Most conversations about AI in business start with the wrong question of “Can AI do the job?”
It is entirely the wrong place to start.
The real question for leadership is quieter but vastly more important…
“Will this platform still exist, function, and be supportable when the AI bubble shifts?”
Right now, many organizations are not just experimenting with AI. They are rebuilding entire business workflows, reducing staff, and reshaping operating models around it. AI is moving from a novel enhancement to an essential layer of business execution. That transition changes the risk profile of the entire company.
When AI becomes infrastructure, it stops being a feature decision and becomes a business continuity decision.
Most digital risk discussions focus on security, privacy, or compliance. Those matter, but they miss a small but still very significant point, and that is platform dependency risk. When core processes rely on fast-moving AI ecosystems, leadership is no longer betting only on performance. They are betting on vendor survival, funding cycles, governance maturity, regulatory stability, and long-term operability.
That is a very different kind of risk than adopting a CRM or a payroll system. Many of these new AI systems will disappear just as fast as they emerged. Many are founded on novel concepts that are basically being field tested in the businesses adopting them, to determine if they are actually viable business models to begin with. That should scare anyone.
We are also in a classic bubble pattern. Capital is flowing quickly. Product roadmaps are moving faster than governance models. Teams are under pressure to “AI-enable” everything. And in many cases, organizations are using AI adoption as a justification to lean out, make abstract judgments, and reduce human capacity. That performance boost can cause a company to far overextend, meaning any stall in velocity becomes failing their customers at the same speed.
It only works if the platform matures the way leadership assumes it will, even though no one fully understands how it works, how fast it is evolving, or what it will look like in six months, much less six years. Unless you simply have room to ramp up and fail in your business model, it is not irrational to question this.
In my crystal ball I see:
Businesses investing heavily into new AI-driven platforms could find themselves midair without a platform to stand on.
When a system becomes essential, unwinding it is no longer a technical project. It becomes a financial, operational, and security event.
If a major AI initiative stalls, collapses, is regulated out of scope, or simply fails to deliver, companies are forced to accelerate migrations. Those migrations rarely happen under ideal conditions. They happen under pressure, with reduced staff, incomplete documentation, rushed integrations, and security shortcuts. And remember, failure can come from the company’s success as well, so the blade cuts two ways. The product you are adopting right now is likely growing in exponents, right along the curve of the AI bubble. It may simply move away from you, or the product may mature into something no longer as useful to your business as it constantly revamps product models/features. And we cannot ignore the fact that these massively successful products are often consumed by bigger products.
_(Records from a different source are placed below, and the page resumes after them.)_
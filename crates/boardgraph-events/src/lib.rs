use boardgraph_core::{ExplorationMode, NodeId};
use crossbeam_channel::{unbounded, Receiver, Sender};
use serde::{Deserialize, Serialize};

/// Keys that drive the suggestion list while the search input has focus.
#[derive(Debug, Clone, Copy, PartialEq, Eq, Serialize, Deserialize)]
pub enum NavigationKey {
    Up,
    Down,
    Enter,
    Escape,
}

/// Interactions dispatched by the UI shell. Each one is handled to
/// completion before the next is taken off the bus.
#[derive(Debug, Clone, PartialEq, Serialize, Deserialize)]
pub enum Event {
    // Graph
    NodeClick {
        id: NodeId,
    },
    HoverStart {
        id: NodeId,
    },
    HoverEnd,

    // Breadcrumb
    BreadcrumbClick {
        id: NodeId,
    },
    ClearBreadcrumb,

    // Search
    /// Search input text changed; suggestions follow after the quiet period.
    SearchInput {
        query: String,
    },
    SearchSubmit {
        query: String,
    },
    SuggestionKey(NavigationKey),
    /// A suggestion was picked directly (mouse click).
    SuggestionPick {
        index: usize,
    },

    // Controls
    ModeChange(ExplorationMode),
    ResetRequested,
}

#[derive(Clone)]
pub struct EventBus {
    tx: Sender<Event>,
    rx: Receiver<Event>,
}

impl Default for EventBus {
    fn default() -> Self {
        Self::new()
    }
}

impl EventBus {
    pub fn new() -> Self {
        let (tx, rx) = unbounded();
        Self { tx, rx }
    }

    pub fn sender(&self) -> Sender<Event> {
        self.tx.clone()
    }

    pub fn receiver(&self) -> Receiver<Event> {
        self.rx.clone()
    }

    pub fn publish(&self, event: Event) {
        let _ = self.tx.send(event);
    }

    /// Dispatch all pending events to a listener, in publish order.
    pub fn dispatch_to<L: EventListener>(&self, listener: &mut L) -> usize {
        let mut handled = 0;
        while let Ok(event) = self.rx.try_recv() {
            listener.handle_event(&event);
            handled += 1;
        }
        handled
    }
}

/// Trait for components that respond to events.
/// Implement this to receive events from the EventBus.
pub trait EventListener {
    fn handle_event(&mut self, event: &Event);
}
When that happens, you may be forced to make changes to protect your initial investment, or a competitor may buy it to cannibalize its customer base and kill it.
- This is where digital risk becomes business risk.
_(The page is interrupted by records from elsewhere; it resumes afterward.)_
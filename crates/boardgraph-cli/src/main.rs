use anyhow::{Context, Result, bail};
use boardgraph_core::{
    BoardSummary, Dataset, EdgeSpec, EngineSettings, ExplorationMode, NodeId, NodeKind,
};
use boardgraph_events::{Event, EventBus, NavigationKey};
use boardgraph_graph::{GraphEngine, GraphModel, RenderService};
use clap::Parser;
use crossbeam_channel::{RecvTimeoutError, bounded};
use std::io::BufRead;
use std::path::PathBuf;
use std::thread;
use std::time::Instant;
use tracing_subscriber::EnvFilter;

#[derive(Parser, Debug)]
#[command(author, version, about, long_about = None)]
struct Args {
    /// Path to the dataset JSON file
    dataset: PathBuf,

    /// Path to an engine settings JSON file
    #[arg(short, long)]
    settings: Option<PathBuf>,

    /// Exploration mode to start in (overrides settings)
    #[arg(short, long)]
    mode: Option<ExplorationMode>,
}

const HELP: &str = "\
commands:
  click <id>          click a node
  hover <id>          show the tooltip of a node
  unhover             hide the tooltip
  crumb <id>          click a breadcrumb entry
  clear               clear the breadcrumb
  input <text>        type into the search box
  search <text>       submit a search
  key up|down|enter|esc
  pick <n>            pick suggestion n
  mode visual|list    switch exploration mode
  reset               back to the seed companies
  summary <company>   directors of a company that sit on other boards
  stats               print the current view
  edges               list the visible edges
  dismiss             dismiss an alert
  quit";

#[derive(Debug, Clone, PartialEq)]
enum Command {
    Event(Event),
    Summary(String),
    Show,
    Edges,
    Dismiss,
    Help,
    Quit,
}

fn parse_command(line: &str) -> Result<Option<Command>> {
    let line = line.trim();
    if line.is_empty() {
        return Ok(None);
    }
    let (word, rest) = line.split_once(char::is_whitespace).unwrap_or((line, ""));
    let rest = rest.trim();
    let id = || -> Result<NodeId> {
        if rest.is_empty() {
            bail!("`{word}` needs a node id");
        }
        Ok(NodeId::from(rest))
    };

    let command = match word {
        "click" => Command::Event(Event::NodeClick { id: id()? }),
        "hover" => Command::Event(Event::HoverStart { id: id()? }),
        "unhover" => Command::Event(Event::HoverEnd),
        "crumb" => Command::Event(Event::BreadcrumbClick { id: id()? }),
        "clear" => Command::Event(Event::ClearBreadcrumb),
        "input" => Command::Event(Event::SearchInput {
            query: rest.to_string(),
        }),
        "search" => Command::Event(Event::SearchSubmit {
            query: rest.to_string(),
        }),
        "key" => {
            let key = match rest {
                "up" => NavigationKey::Up,
                "down" => NavigationKey::Down,
                "enter" => NavigationKey::Enter,
                "esc" | "escape" => NavigationKey::Escape,
                other => bail!("Unknown key: {other:?}"),
            };
            Command::Event(Event::SuggestionKey(key))
        }
        "pick" => {
            let index = rest
                .parse::<usize>()
                .with_context(|| format!("Invalid suggestion index: {rest:?}"))?;
            Command::Event(Event::SuggestionPick { index })
        }
        "mode" => Command::Event(Event::ModeChange(rest.parse()?)),
        "reset" => Command::Event(Event::ResetRequested),
        "summary" => Command::Summary(rest.to_string()),
        "stats" => Command::Show,
        "edges" => Command::Edges,
        "dismiss" => Command::Dismiss,
        "help" => Command::Help,
        "quit" | "exit" => Command::Quit,
        other => bail!("Unknown command: {other:?} (try `help`)"),
    };
    Ok(Some(command))
}

fn main() -> Result<()> {
    tracing_subscriber::fmt()
        .with_env_filter(
            EnvFilter::try_from_default_env().unwrap_or_else(|_| EnvFilter::new("warn")),
        )
        .with_writer(std::io::stderr)
        .init();
    let args = Args::parse();

    let dataset = Dataset::load(&args.dataset)
        .with_context(|| format!("Failed to load dataset {:?}", args.dataset))?;
    tracing::info!(
        "Loaded {} nodes from {:?}",
        dataset.nodes().len(),
        args.dataset
    );
    let mut settings = match &args.settings {
        Some(path) => EngineSettings::load(path)
            .with_context(|| format!("Failed to load settings {path:?}"))?,
        None => EngineSettings::default(),
    };
    if let Some(mode) = args.mode {
        settings.initial_mode = mode;
    }

    let mut engine =
        GraphEngine::in_memory(dataset, settings).context("Failed to start graph engine")?;
    let warnings = engine
        .consistency()
        .display_lines(engine.settings().warning_display_limit);
    if !warnings.is_empty() {
        println!("Data consistency warnings:");
        for line in warnings {
            println!("  {line}");
        }
    }
    print_view(&engine);

    // Stdin is read on its own thread so pending suggestions can fire while
    // the user is idle.
    let (tx, rx) = bounded::<String>(16);
    thread::spawn(move || {
        let stdin = std::io::stdin();
        for line in stdin.lock().lines() {
            let Ok(line) = line else { break };
            if tx.send(line).is_err() {
                break;
            }
        }
    });

    let bus = EventBus::new();
    loop {
        let line = match engine.suggestions_due_in(Instant::now()) {
            Some(wait) => match rx.recv_timeout(wait) {
                Ok(line) => Some(line),
                Err(RecvTimeoutError::Timeout) => None,
                Err(RecvTimeoutError::Disconnected) => break,
            },
            None => match rx.recv() {
                Ok(line) => Some(line),
                Err(_) => break,
            },
        };

        let Some(line) = line else {
            if engine.poll_suggestions(Instant::now()) {
                print_suggestions(&engine);
            }
            continue;
        };

        let command = match parse_command(&line) {
            Ok(Some(command)) => command,
            Ok(None) => continue,
            Err(err) => {
                eprintln!("{err:#}");
                continue;
            }
        };

        match command {
            Command::Event(event) => {
                bus.publish(event);
                bus.dispatch_to(&mut engine);
                print_view(&engine);
            }
            Command::Summary(query) => print_summary(engine.dataset(), &query),
            Command::Show => print_view(&engine),
            Command::Edges => print_edges(&engine),
            Command::Dismiss => {
                engine.dismiss_notice();
                print_view(&engine);
            }
            Command::Help => println!("{HELP}"),
            Command::Quit => break,
        }
    }

    Ok(())
}

fn print_view(engine: &GraphEngine<GraphModel>) {
    match engine.breadcrumb() {
        Some(crumb) => {
            println!("breadcrumb: {crumb}");
            for entry in crumb.entries.iter().filter(|e| e.muted) {
                if let Some(title) = &entry.title {
                    println!("  {} ({title})", entry.label);
                }
            }
        }
        None => println!("breadcrumb: -"),
    }
    println!("mode: {}", engine.mode());
    println!("stats: {}", engine.stats());
    if let Some(tooltip) = engine.tooltip() {
        println!("tooltip: {tooltip}");
    }
    if let Some(notice) = engine.notice(Instant::now()) {
        let prefix = if notice.is_blocking() { "alert" } else { "notice" };
        println!("{prefix}: {}", notice.message);
    }
    let expanded: Vec<&str> = engine
        .expansion()
        .visible_directors()
        .map(NodeId::as_str)
        .collect();
    if !expanded.is_empty() {
        println!("expanded: {}", expanded.join(", "));
    }
    let visible: Vec<String> = engine
        .render()
        .nodes()
        .into_iter()
        .filter(|n| !n.hidden)
        .map(|n| n.label)
        .collect();
    println!("visible: {}", visible.join(", "));
    print_suggestions(engine);
}

fn print_edges(engine: &GraphEngine<GraphModel>) {
    let edges = engine.render().edges(&|_| true);
    println!("edges (arrows: {}):", EdgeSpec::ARROWS);
    for edge in edges {
        let style = if edge.dashes { ", dashed" } else { "" };
        println!(
            "  {} -> {} ({}{style})",
            edge.from,
            edge.to,
            edge.color.as_str()
        );
    }
}

fn print_suggestions(engine: &GraphEngine<GraphModel>) {
    let suggestions = engine.suggestions();
    if !suggestions.is_visible() {
        return;
    }
    println!("suggestions:");
    for (idx, item) in suggestions.items().iter().enumerate() {
        let marker = if suggestions.selected() == Some(idx) {
            ">"
        } else {
            " "
        };
        let kind = match item.kind {
            NodeKind::Company => "company",
            NodeKind::Director => "director",
        };
        println!("{marker} {idx}: {} ({kind})", item.label);
    }
}

fn print_summary(dataset: &Dataset, query: &str) {
    match dataset.board_summary(query) {
        BoardSummary::EmptyQuery => println!("Enter a company name."),
        BoardSummary::UnknownCompany(name) => {
            println!("Company \"{name}\" not found.");
            let close = dataset.summary_suggestions(&name, 10);
            if !close.is_empty() {
                let names: Vec<&str> = close.iter().map(NodeId::as_str).collect();
                println!("Did you mean: {}", names.join(", "));
            }
        }
        BoardSummary::NoSharedDirectors(company) => {
            println!("{company}: no directors sit on other boards.");
        }
        BoardSummary::Shared { company, lines } => {
            println!("{company}:");
            for line in lines {
                let boards: Vec<&str> = line.boards.iter().map(NodeId::as_str).collect();
                println!("  {}: {}", line.director, boards.join(", "));
            }
        }
    }
}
- Technical debt turns into financial debt.
- Temporary fixes become permanent exposure.
- Security posture erodes as leadership focuses on continuity rather than resilience.
Another layer often overlooked is staffing. Many organizations reduce headcount as AI platforms come online. But when platforms fail, the people who knew how systems worked before automation are already gone. That makes recovery slower, more expensive, and riskier than leaders expect.
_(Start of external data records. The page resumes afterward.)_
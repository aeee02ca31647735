pub mod breadcrumb;
pub mod engine;
pub mod expansion;
pub mod graph;
pub mod ledger;
pub mod notice;
pub mod render;

pub use breadcrumb::{Breadcrumb, BreadcrumbEntry, ConnectionKind, NO_EXPANSION_TITLE};
pub use engine::{GraphEngine, Stats, Tooltip};
pub use expansion::ExpansionState;
pub use graph::{GraphModel, NodeIndex};
pub use ledger::EdgeLedger;
pub use notice::{Notice, NoticeBoard, NoticeLevel};
pub use render::{
    EdgePatch, EdgeView, FocusOptions, NodePatch, NodeView, RenderError, RenderService,
};
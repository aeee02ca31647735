use super::{GraphEngine, TrailUpdate};
use crate::render::RenderService;
use boardgraph_core::NodeId;

impl<R: RenderService> GraphEngine<R> {
    /// Shows and pins the node and its counterparts. Never touches edges and
    /// never hides anything.
    pub(super) fn reveal(&mut self, id: &NodeId) -> TrailUpdate {
        self.set_hidden(id, false);
        self.expansion.pin(id);

        let counterparts = self.dataset.counterparts(id).to_vec();
        for counterpart in &counterparts {
            self.set_hidden(counterpart, false);
            self.expansion.pin(counterpart);
        }
        tracing::debug!("Revealed {id} with {} counterparts", counterparts.len());

        TrailUpdate::counterparts(&self.dataset, id)
    }
}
AI adoption is not dangerous because AI is immature.
It is dangerous when organizations treat maturity as guaranteed because it is just so darn cool or saves so much money, and they do not care, etc.
The smarter posture is not avoidance. It is risk-aware integration.
That means asking different questions at the executive level:
- What happens if this platform stalls in two years?
- How portable are our workflows and data?
- What security model exists if we need to unwind quickly?
- Are we improving decision quality, or just accelerating decisions?
- Are we investing for resilience, or only for efficiency?
Digital transformation should not be about how advanced the technology is. It should be about how survivable the business model becomes when the environment changes.
AI will reshape enterprises. That part is inevitable. And it will play a part in their future, that is undeniable.
Whether it strengthens them or destabilizes them depends less on what AI can do today, and more on how leaders prepare for the moment when today’s assumptions stop holding.
So what’s the big deal here? Products come and go all the time… Tell that to the companies buying nuclear power plants, and contemplating data centers in space to keep them cool. Or the single company, Nvidia, whose latest valuation at the time of this writing sits as high as the 4th highest GDP globally, that would be Japan, and is sneaking up fast on Germany, to soon be valued at only second to the GDP of the US and China. Those companies are planning for growth on a scale the tech industry has never even come close to having seen, and with Gartner predicting that over 40% of agentic AI projects will be canceled by the end of 2027 due to escalating costs, unclear business value, or inadequate risk controls…
The risk is so transparent that birds will die flying into it. Don’t be on that flight!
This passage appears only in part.